15	Watch(src source.Source, eventhandler handler.EventHandler, predicates ...predicate.Predicate) error
16
17	// Start starts the controller.  Start blocks until the context is closed or a
18	// controller has an error starting.
19	Start(ctx context.Context) error
20
21	// GetLogger returns this controller logger prefilled with basic information.
22	GetLogger() logr.Logger
23}

Watch

Watch函数支持三种资源监听类型,通过定义 eventhandler 实现:

  • EnqueueRequestForObject:资源变动时将资源key加入workqueue,例如直接监听Pod变动
  • EnqueueRequestForOwner:资源变动时将资源owner的key加入workqueue,例如在Pod变动时,若Pod的Owner为ReplicaSet,则通知ReplicaSet发生了资源变动
  • EnqueueRequestsFromMapFunc:定义一个关联函数,资源变动时生成一组reconcile.Request,例如在集群扩容时添加了Node,通知一组对象发生了资源变动

此外还可以自定义 predicates,用于过滤资源,例如只监听指定命名空间、包含指定注解或标签的资源。

reconcile.Reconciler

 1
 2// Result contains the result of a Reconciler invocation.
 3type Result struct {
 4	// Requeue tells the Controller to requeue the reconcile key.  Defaults to false.
 5	Requeue bool
 6
 7	// RequeueAfter if greater than 0, tells the Controller to requeue the reconcile key after the Duration.
 8	// Implies that Requeue is true, there is no need to set Requeue to true at the same time as RequeueAfter.
 9	RequeueAfter time.Duration
10}
11
12type Reconciler interface {
13	// Reconcile performs a full reconciliation for the object referred to by the Request.
14	// The Controller will requeue the Request to be processed again if an error is non-nil or
15	// Result.Requeue is true, otherwise upon completion it will remove the work from the queue.
16	Reconcile(context.Context, Request) (Result, error)
17}

控制器的Reconcile方法是我们实现业务逻辑的核心,在完成controller初始化,添加好需要监控的资源后,我们就可以接收到资源变动通知。

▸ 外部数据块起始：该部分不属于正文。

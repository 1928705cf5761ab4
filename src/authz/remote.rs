//! Optional confirmation of local decisions by a separately deployed policy
//! engine. The HTTP client speaks the OPA data API.

use std::time::Duration;

use async_trait::async_trait;
use chrono::{DateTime, Utc};
use serde::{Deserialize, Serialize};
use serde_json::{Map, Value};

use crate::authz::errors::RemotePolicyUnavailable;
use crate::authz::types::*;

/// The tuple submitted for remote evaluation.
#[derive(Debug, Clone, PartialEq, Serialize)]
pub struct RemotePolicyRequest {
    pub subject: SubjectId,
    pub resource: String,
    pub action: String,
    pub scope: Scope,
    pub time: DateTime<Utc>,
    pub context: AttributeContext,
}

impl RemotePolicyRequest {
    /// Flat attribute map sent as `input`. Context attributes are prefixed with
    /// `context.` and nested objects flattened to dot paths.
    pub fn input(&self) -> Map<String, Value> {
        let mut input = Map::new();
        input.insert("subject".into(), Value::String(self.subject.clone()));
        input.insert("resource".into(), Value::String(self.resource.clone()));
        input.insert("action".into(), Value::String(self.action.clone()));
        input.insert("scope".into(), Value::String(self.scope.as_str().into()));
        input.insert("time".into(), Value::String(self.time.to_rfc3339()));
        for (key, value) in self.context.flatten() {
            input.insert(format!("context.{key}"), value);
        }
        input
    }
}

#[async_trait]
pub trait RemotePolicyEvaluator: Send + Sync {
    /// Whether a remote engine takes part in decisions at all.
    fn is_configured(&self) -> bool;

    /// Callers bound the wait; see [`evaluate_remote`].
    async fn evaluate(
        &self,
        request: &RemotePolicyRequest,
    ) -> Result<bool, RemotePolicyUnavailable>;
}

/// Local decisions stand alone.
#[derive(Debug, Clone, Copy, Default)]
pub struct LocalOnly;

#[async_trait]
impl RemotePolicyEvaluator for LocalOnly {
    fn is_configured(&self) -> bool {
        false
    }

    async fn evaluate(
        &self,
        _request: &RemotePolicyRequest,
    ) -> Result<bool, RemotePolicyUnavailable> {
        Err(RemotePolicyUnavailable("no remote evaluator configured".into()))
    }
}

#[derive(Debug, Serialize)]
struct OpaQuery<'a> {
    input: &'a Map<String, Value>,
}

#[derive(Debug, Deserialize)]
struct OpaAnswer {
    result: Option<bool>,
}

/// Client for `POST {base}/v1/data/{policy_path}`.
#[derive(Debug, Clone)]
pub struct OpaEvaluator {
    client: reqwest::Client,
    base_url: String,
    policy_path: String,
}

impl OpaEvaluator {
    pub fn new(base_url: &str, policy_path: &str) -> Self {
        Self {
            client: reqwest::Client::new(),
            base_url: base_url.trim_end_matches('/').to_string(),
            policy_path: policy_path.trim_matches('/').to_string(),
        }
    }

    fn decision_url(&self) -> String {
        format!("{}/v1/data/{}", self.base_url, self.policy_path)
    }

    /// Probe `GET {base}/health`.
    pub async fn health(&self, timeout: Duration) -> Result<(), RemotePolicyUnavailable> {
        let resp = self
            .client
            .get(format!("{}/health", self.base_url))
            .timeout(timeout)
            .send()
            .await
            .map_err(|e| RemotePolicyUnavailable(e.to_string()))?;
        if !resp.status().is_success() {
            return Err(RemotePolicyUnavailable(format!(
                "health check returned {}",
                resp.status()
            )));
        }
        Ok(())
    }
}

#[async_trait]
impl RemotePolicyEvaluator for OpaEvaluator {
    fn is_configured(&self) -> bool {
        true
    }

    async fn evaluate(
        &self,
        request: &RemotePolicyRequest,
    ) -> Result<bool, RemotePolicyUnavailable> {
        let input = request.input();
        let resp = self
            .client
            .post(self.decision_url())
            .json(&OpaQuery { input: &input })
            .send()
            .await
            .map_err(|e| RemotePolicyUnavailable(e.to_string()))?;

        let status = resp.status();
        if !status.is_success() {
            return Err(RemotePolicyUnavailable(format!(
                "policy engine returned {status}"
            )));
        }

        let answer: OpaAnswer = resp
            .json()
            .await
            .map_err(|e| RemotePolicyUnavailable(format!("malformed response: {e}")))?;
        answer
            .result
            .ok_or_else(|| RemotePolicyUnavailable("response has no `result`".into()))
    }
}

/// Outcome of a remote check: `ok == false` means no verdict was obtained.
#[derive(Debug, Clone, Copy, PartialEq, Eq)]
pub struct RemoteCheck {
    pub allowed: bool,
    pub ok: bool,
}

/// Ask `evaluator` for a verdict within `timeout`. Never fails; any problem is
/// reported as `ok == false`.
pub async fn evaluate_remote(
    evaluator: &dyn RemotePolicyEvaluator,
    request: &RemotePolicyRequest,
    timeout: Duration,
) -> RemoteCheck {
    let unavailable = RemoteCheck {
        allowed: false,
        ok: false,
    };
    if timeout.is_zero() {
        tracing::warn!(subject = %request.subject, "deadline exhausted before remote check");
        return unavailable;
    }

    match tokio::time::timeout(timeout, evaluator.evaluate(request)).await {
        Ok(Ok(allowed)) => RemoteCheck { allowed, ok: true },
        Ok(Err(e)) => {
            tracing::warn!(subject = %request.subject, error = %e, "remote policy check failed");
            unavailable
        }
        Err(_) => {
            tracing::warn!(
                subject = %request.subject,
                timeout_ms = timeout.as_millis() as u64,
                "remote policy check timed out"
            );
            unavailable
        }
    }
}
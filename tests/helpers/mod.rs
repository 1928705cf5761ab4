#![allow(dead_code)]

pub mod builders;
pub mod db;

pub use builders::{AssignmentBuilder, PermissionBuilder, RoleBuilder};
pub use db::TestDb;
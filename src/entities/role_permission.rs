use sea_orm::entity::prelude::*;

#[derive(Clone, Debug, PartialEq, Eq, DeriveEntityModel)]
#[sea_orm(table_name = "role_permissions")]
pub struct Model {
    #[sea_orm(primary_key, auto_increment = false)]
    pub role_id: String,
    #[sea_orm(primary_key, auto_increment = false)]
    pub permission_id: String,
    pub effect: String, // "allow" | "deny"
}

#[derive(Copy, Clone, Debug, EnumIter, DeriveRelation)]
pub enum Relation {}

impl ActiveModelBehavior for ActiveModel {}
use sea_orm_migration::prelude::*;

#[derive(DeriveMigrationName)]
pub struct Migration;

#[async_trait::async_trait]
impl MigrationTrait for Migration {
    async fn up(&self, manager: &SchemaManager) -> Result<(), DbErr> {
        manager
            .create_table(
                Table::create()
                    .table(Roles::Table)
                    .if_not_exists()
                    .col(ColumnDef::new(Roles::Id).string().not_null().primary_key())
                    .col(ColumnDef::new(Roles::Name).string().not_null())
                    .col(ColumnDef::new(Roles::ParentRoleId).string())
                    .col(ColumnDef::new(Roles::Level).integer().not_null().default(0))
                    .col(
                        ColumnDef::new(Roles::IsSystem)
                            .integer()
                            .not_null()
                            .default(0),
                    )
                    .col(ColumnDef::new(Roles::CreatedAt).big_integer().not_null())
                    .col(ColumnDef::new(Roles::DeletedAt).big_integer())
                    .to_owned(),
            )
            .await?;

        manager
            .create_table(
                Table::create()
                    .table(Permissions::Table)
                    .if_not_exists()
                    .col(
                        ColumnDef::new(Permissions::Id)
                            .string()
                            .not_null()
                            .primary_key(),
                    )
                    .col(ColumnDef::new(Permissions::Resource).string().not_null())
                    .col(ColumnDef::new(Permissions::Action).string().not_null())
                    .col(ColumnDef::new(Permissions::Scope).string().not_null())
                    // JSON-encoded condition tree
                    .col(ColumnDef::new(Permissions::Conditions).text())
                    .col(
                        ColumnDef::new(Permissions::CreatedAt)
                            .big_integer()
                            .not_null(),
                    )
                    .col(ColumnDef::new(Permissions::DeletedAt).big_integer())
                    .to_owned(),
            )
            .await?;

        manager
            .create_index(
                Index::create()
                    .if_not_exists()
                    .name("idx_permissions_resource_action")
                    .table(Permissions::Table)
                    .col(Permissions::Resource)
                    .col(Permissions::Action)
                    .to_owned(),
            )
            .await?;

        manager
            .create_table(
                Table::create()
                    .table(RolePermissions::Table)
                    .if_not_exists()
                    .col(
                        ColumnDef::new(RolePermissions::RoleId)
                            .string()
                            .not_null(),
                    )
                    .col(
                        ColumnDef::new(RolePermissions::PermissionId)
                            .string()
                            .not_null(),
                    )
                    .col(
                        ColumnDef::new(RolePermissions::Effect)
                            .string()
                            .not_null()
                            .default("allow"),
                    )
                    .primary_key(
                        Index::create()
                            .col(RolePermissions::RoleId)
                            .col(RolePermissions::PermissionId),
                    )
                    .to_owned(),
            )
            .await?;

        manager
            .create_table(
                Table::create()
                    .table(SubjectRoles::Table)
                    .if_not_exists()
                    .col(
                        ColumnDef::new(SubjectRoles::Id)
                            .integer()
                            .not_null()
                            .auto_increment()
                            .primary_key(),
                    )
                    .col(ColumnDef::new(SubjectRoles::Subject).string().not_null())
                    .col(ColumnDef::new(SubjectRoles::RoleId).string().not_null())
                    .col(
                        ColumnDef::new(SubjectRoles::ValidFrom)
                            .big_integer()
                            .not_null(),
                    )
                    .col(ColumnDef::new(SubjectRoles::ValidUntil).big_integer())
                    .col(
                        ColumnDef::new(SubjectRoles::IsActive)
                            .integer()
                            .not_null()
                            .default(1),
                    )
                    .to_owned(),
            )
            .await?;

        manager
            .create_index(
                Index::create()
                    .if_not_exists()
                    .name("idx_subject_roles_subject")
                    .table(SubjectRoles::Table)
                    .col(SubjectRoles::Subject)
                    .to_owned(),
            )
            .await?;

        Ok(())
    }

    async fn down(&self, manager: &SchemaManager) -> Result<(), DbErr> {
        manager
            .drop_table(Table::drop().table(SubjectRoles::Table).to_owned())
            .await?;
        manager
            .drop_table(Table::drop().table(RolePermissions::Table).to_owned())
            .await?;
        manager
            .drop_table(Table::drop().table(Permissions::Table).to_owned())
            .await?;
        manager
            .drop_table(Table::drop().table(Roles::Table).to_owned())
            .await
    }
}

#[derive(DeriveIden)]
enum Roles {
    Table,
    Id,
    Name,
    ParentRoleId,
    Level,
    IsSystem,
    CreatedAt,
    DeletedAt,
}

#[derive(DeriveIden)]
enum Permissions {
    Table,
    Id,
    Resource,
    Action,
    Scope,
    Conditions,
    CreatedAt,
    DeletedAt,
}

#[derive(DeriveIden)]
enum RolePermissions {
    Table,
    RoleId,
    PermissionId,
    Effect,
}

#[derive(DeriveIden)]
enum SubjectRoles {
    Table,
    Id,
    Subject,
    RoleId,
    ValidFrom,
    ValidUntil,
    IsActive,
}
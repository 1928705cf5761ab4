use chrono::{DateTime, Utc};

use crate::authz::matcher::{Candidate, Source};
use crate::authz::types::*;

/// Result of evaluating candidates locally, before any remote confirmation.
#[derive(Debug, Clone, PartialEq)]
pub struct LocalDecision {
    pub decision: Decision,
    /// False when the outcome depends on caller attributes or a pinned clock.
    pub cacheable: bool,
    /// Next instant a time window among the candidates opens or closes.
    pub expires_at: Option<DateTime<Utc>>,
}

/// Combine ordered candidates into one decision.
///
/// Any applicable deny wins, whatever its position. Otherwise the first
/// applicable allow decides. Conditions are evaluated at `context.time`, or at
/// `now` when the caller did not pin a time.
pub fn decide(
    candidates: &[Candidate],
    context: &AttributeContext,
    now: DateTime<Utc>,
) -> LocalDecision {
    let at = context.time.unwrap_or(now);

    let mut cacheable = true;
    let mut expires_at: Option<DateTime<Utc>> = None;
    for cond in candidates.iter().filter_map(|c| c.permission.conditions.as_ref()) {
        if cond.references_attributes() || (context.time.is_some() && cond.references_time()) {
            cacheable = false;
        }
        if let Some(next) = cond.next_transition(at) {
            expires_at = Some(expires_at.map_or(next, |e| e.min(next)));
        }
    }

    // Missing attributes never grant: an allow needs its conditions met, a
    // deny applies unless its conditions are refuted.
    let applicable = |c: &Candidate| match &c.permission.conditions {
        None => true,
        Some(cond) => {
            let missing = cond.missing_attributes(context);
            if !missing.is_empty() {
                tracing::warn!(
                    permission = %c.permission.id,
                    effect = %c.effect,
                    missing = ?missing,
                    "attribute context incomplete, failing closed"
                );
            }
            match c.effect {
                Effect::Allow => cond.evaluate(context, at),
                Effect::Deny => !cond.refuted(context, at),
            }
        }
    };

    let decision = if let Some(deny) = candidates
        .iter()
        .filter(|c| c.effect == Effect::Deny)
        .find(|c| applicable(*c))
    {
        let reason = match deny.source {
            Source::Override => DecisionReason::OverrideDeny,
            Source::Role(_) => DecisionReason::RoleDeny,
        };
        Decision::deny(Some(deny.permission.id.clone()), reason, at)
    } else if let Some(allow) = candidates
        .iter()
        .filter(|c| c.effect == Effect::Allow)
        .find(|c| applicable(*c))
    {
        let reason = match allow.source {
            Source::Override => DecisionReason::OverrideAllow,
            Source::Role(_) => DecisionReason::RoleGrant,
        };
        Decision::allow(allow.permission.id.clone(), reason, at)
    } else if candidates.is_empty() {
        Decision::deny(None, DecisionReason::NoMatchingPermission, at)
    } else {
        Decision::deny(None, DecisionReason::ConditionsNotMet, at)
    };

    LocalDecision {
        decision,
        cacheable,
        expires_at,
    }
}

Reconcile方法执行结束时,若返回的error不为nil或者Result的Requeue为true,将会触发重试,重试延迟与workqueue类型有关,和我们手动实现controller时一样。

2.5 Webhook

Webhook提供了两个功能:

  1. 设置资源默认值:例如Pod不存在key为app的注解时,添加一个key为app,value为custom的注解
  2. 校验资源是否合规:例如检查Pod是否存在一个key为app,value为custom的注解,否则禁止后续操作

标准资源通常已经有了对应的Webhook,CRD则需要用户自定实现这两个Webhook来确保数据的完整性,例如用户编辑资源删除关键参数时返回错误,减少Reconcile阶段的数据检查工作。

3. 最后

从重复代码到复杂框架,经常是经历:复制粘贴、模板生成、封装,越往后便屏蔽越多的细节。

框架减少了我们的编码量,提高了开发效率,笔者改造了一个内部DNS程序后,代码量直接减少60%以上,但框架也带来更多学习成本和不确定的bug,笔者也是在过完几遍controller-runtime后才开始着手改造项目,而另一位同事则是选择定时轮询资源,每个人都有自己的喜好,一切还是以结果为准吧。

但在充满不确定性的开发工作中,笔者认为,有众人维护的开源框架的可靠性总是大于自行实现的轮子。